Photo from AllMoviePhoto.com. George Valentin (Jean Dujardin) and Peppy Miller (Berenice Bejo) act out a scene from Michel Hazanavicius's film "The Artist."

Remember the good old days when one could dress up and go a silent film? Neither do I. Yet the movie “The Artist,” currently in theaters, is collecting admiration and fans with its nostalgic 1927 charm.

The movie is set in Hollywood in 1927. Silent movie star George Valentin is at the peak of his career. The movie industry is in transition, though, and Valentin wonders if the arrival of “talkies,” or talking pictures, will ruin his fame and career. His fall in career is juxtaposed with young and vibrant Peppy Miller, a dancer set for a big break.

The uniqueness of the film is that it uses many 1920s film techniques to make the film authentic. “The Artist” is in black and white and is considered a silent movie.
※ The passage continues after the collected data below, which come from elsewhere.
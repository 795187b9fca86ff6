//! Show the resolved build plan.

use crate::Context;
use crate::cli::PlanArgs;
use crate::config::{self, KilnConfig};
use crate::ui;
use anyhow::{Context as _, Result};
use colored::Colorize;
use formula::{CommandPlan, ResourcePlan, install};

/// Run the plan command.
pub fn run(ctx: &Context, args: PlanArgs) -> Result<()> {
    let config = KilnConfig::load()?;
    let recipe = config::load_recipe(Some(args.recipe.recipe.as_str()))?;
    let request = super::request(&recipe, &config, &args.options)?;
    let (plan, warnings) = install::prepare(&recipe, &request)?;

    for warning in &warnings {
        ui::warn(&warning.to_string());
    }

    if args.json {
        let json = serde_json::to_string_pretty(&plan).context("Failed to serialize plan")?;
        println!("{json}");
        return Ok(());
    }

    if !ctx.quiet {
        ui::header(&format!(
            "{} {}",
            recipe.name, recipe.primary.descriptor.version
        ));
        ui::kv("Prefix", &request.layout.prefix.display().to_string());
        ui::kv(
            "Platform",
            &request
                .facts
                .os_version
                .map_or_else(|| request.facts.os.clone(), |v| format!("{} {v}", request.facts.os)),
        );
    }
    print_plan(&plan);
    Ok(())
}

/// Print every resource and its steps.
pub fn print_plan(plan: &CommandPlan) {
    for resource in &plan.resources {
        print_resource(resource);
    }
    println!();
    ui::dim(&format!(
        "{} resource(s), {} step(s)",
        plan.resources.len(),
        plan.total_steps()
    ));
}

fn print_resource(resource: &ResourcePlan) {
    ui::section(&format!(
        "{} {}",
        resource.name(),
        resource.resource.version.dimmed()
    ));
    ui::kv("Source", &resource.resource.url);
    if let Some(dep) = &resource.depends_on {
        ui::kv("Builds against", dep);
    }
    if resource.patch.is_some() {
        ui::kv("Patch", "inline");
    }

    let total = resource.steps.len();
    for (index, step) in resource.steps.iter().enumerate() {
        let location = if step.working_dir.as_os_str() == "." {
            String::new()
        } else {
            format!(" (in {})", step.working_dir.display())
        };
        ui::step(index + 1, total, &format!("{step}{}", location.dimmed()));
        for dir in &step.env.path_prepend {
            ui::dim(&format!("PATH+={}", dir.display()));
        }
        for (key, value) in &step.env.set {
            ui::dim(&format!("{key}={value}"));
        }
    }
}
The dialogue, which is minimal, is presented as text on black slides between movie clips. “The Artist” is the first mostly silent feature film given a major theatrical release since Mel Brook’s “Silent Movie,” released in 1976.

Director Michel Hazanavicius took great lengths to not only make the film authentic in sound, but also in the method of how it was filmed. “The Artist” does not contain a single zoom shot because zoom technology did not exist in 1927.

The movie, which was released in theaters on Jan. 20, has already scored an 8.4 out of 10 on the Internet Movie DataBase.

Concordia freshman and movie enthusiast Elisabeth Clapp was first excited to see the film because of the positive things she had read about it online.

“I was very excited because I’m in the movie loop and heard lots of good things,” she said. “I think it was the prospect of the movie itself reminiscing within itself, a different concept.”

She and junior Elise Dukart ventured out to see the movie on a weeknight.

“It was weirdly empty in the theater,” Clapp said.

Since “The Artist” is mostly a silent film, the theater presented an ominous and quiet vibe not typical in today’s film world.

Sophomore Jenn Paquette was also impressed with the movie, though she went in knowing minimal things about it.

“Before, I was intrigued because it sounded interesting. I didn’t know what to expect,” she said.

Paquette loved the silent take on the film and found the minimal speaking parts odd.

“I loved the interactions of the side characters. The actors were very impressive switching to silent movie actor roles,” Dukart said.

Though some online critics disapprove of “The Artist” for attempting to pick up the silent movie industry in a too modern sense, it is not often that one is confronted with both conflicting modern and evocative themes building upon each other.

Most agree that “The Artist” is a well-done and thoughtful film that could potentially act as a gateway to new fans of silent films or even a new modern-yet-vintage art form. The movie is still in theaters and can be seen at Marcus West Acres.